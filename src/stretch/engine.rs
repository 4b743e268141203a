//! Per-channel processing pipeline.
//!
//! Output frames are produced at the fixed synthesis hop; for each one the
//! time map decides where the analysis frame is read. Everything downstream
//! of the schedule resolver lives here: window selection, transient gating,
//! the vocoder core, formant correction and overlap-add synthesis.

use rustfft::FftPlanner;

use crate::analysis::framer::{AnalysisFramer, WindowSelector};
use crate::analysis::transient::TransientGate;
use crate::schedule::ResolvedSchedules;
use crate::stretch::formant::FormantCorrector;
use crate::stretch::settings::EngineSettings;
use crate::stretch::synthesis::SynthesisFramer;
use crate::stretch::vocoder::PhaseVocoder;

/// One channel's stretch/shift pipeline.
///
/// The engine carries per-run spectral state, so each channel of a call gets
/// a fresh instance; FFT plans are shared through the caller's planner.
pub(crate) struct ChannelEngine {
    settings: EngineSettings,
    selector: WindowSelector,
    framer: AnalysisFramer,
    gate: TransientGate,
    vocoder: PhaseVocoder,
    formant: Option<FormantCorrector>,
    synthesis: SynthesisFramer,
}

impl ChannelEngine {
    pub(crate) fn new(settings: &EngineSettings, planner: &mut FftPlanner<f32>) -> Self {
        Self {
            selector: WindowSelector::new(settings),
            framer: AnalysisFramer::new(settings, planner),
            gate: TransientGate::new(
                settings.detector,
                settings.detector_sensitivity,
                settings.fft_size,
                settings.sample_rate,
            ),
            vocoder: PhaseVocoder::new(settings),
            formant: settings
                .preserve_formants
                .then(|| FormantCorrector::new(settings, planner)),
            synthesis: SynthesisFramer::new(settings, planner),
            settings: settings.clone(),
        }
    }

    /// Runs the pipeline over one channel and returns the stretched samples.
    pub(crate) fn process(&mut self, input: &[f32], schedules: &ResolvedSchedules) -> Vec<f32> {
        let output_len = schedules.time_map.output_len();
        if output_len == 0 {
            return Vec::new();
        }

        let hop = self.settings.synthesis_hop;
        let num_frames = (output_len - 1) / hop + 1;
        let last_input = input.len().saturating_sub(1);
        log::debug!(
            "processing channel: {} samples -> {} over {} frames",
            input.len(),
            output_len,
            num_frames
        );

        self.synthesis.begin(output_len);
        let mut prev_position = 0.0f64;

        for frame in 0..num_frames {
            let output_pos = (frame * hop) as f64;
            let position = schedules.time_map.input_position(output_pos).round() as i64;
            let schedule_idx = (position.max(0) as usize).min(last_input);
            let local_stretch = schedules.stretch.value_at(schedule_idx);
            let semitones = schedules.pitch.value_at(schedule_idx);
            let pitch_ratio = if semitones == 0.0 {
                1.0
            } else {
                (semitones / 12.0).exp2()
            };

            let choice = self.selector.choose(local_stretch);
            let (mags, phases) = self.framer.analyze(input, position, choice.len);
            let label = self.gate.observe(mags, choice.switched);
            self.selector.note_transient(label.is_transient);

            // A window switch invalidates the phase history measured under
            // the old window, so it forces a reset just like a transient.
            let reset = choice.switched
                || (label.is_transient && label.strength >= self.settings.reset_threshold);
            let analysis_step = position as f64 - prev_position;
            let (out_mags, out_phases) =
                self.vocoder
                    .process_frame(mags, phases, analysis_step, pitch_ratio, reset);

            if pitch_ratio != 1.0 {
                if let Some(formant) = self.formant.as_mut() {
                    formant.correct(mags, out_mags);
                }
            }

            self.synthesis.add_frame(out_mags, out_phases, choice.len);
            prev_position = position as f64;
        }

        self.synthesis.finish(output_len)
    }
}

-*-

» **WHAT IS REQUIRED**
Looking at the data above, write out exactly the lines that start at the one containing "of the schedule" and end at the one containing "use crate::stretch::settings::EngineSettings;"; include both and nothing beyond.

» **RESULT OF THE TASK**
//! of the schedule resolver lives here: window selection, transient gating,
//! the vocoder core, formant correction and overlap-add synthesis.

use rustfft::FftPlanner;

use crate::analysis::framer::{AnalysisFramer, WindowSelector};
use crate::analysis::transient::TransientGate;
use crate::schedule::ResolvedSchedules;
use crate::stretch::formant::FormantCorrector;
use crate::stretch::settings::EngineSettings;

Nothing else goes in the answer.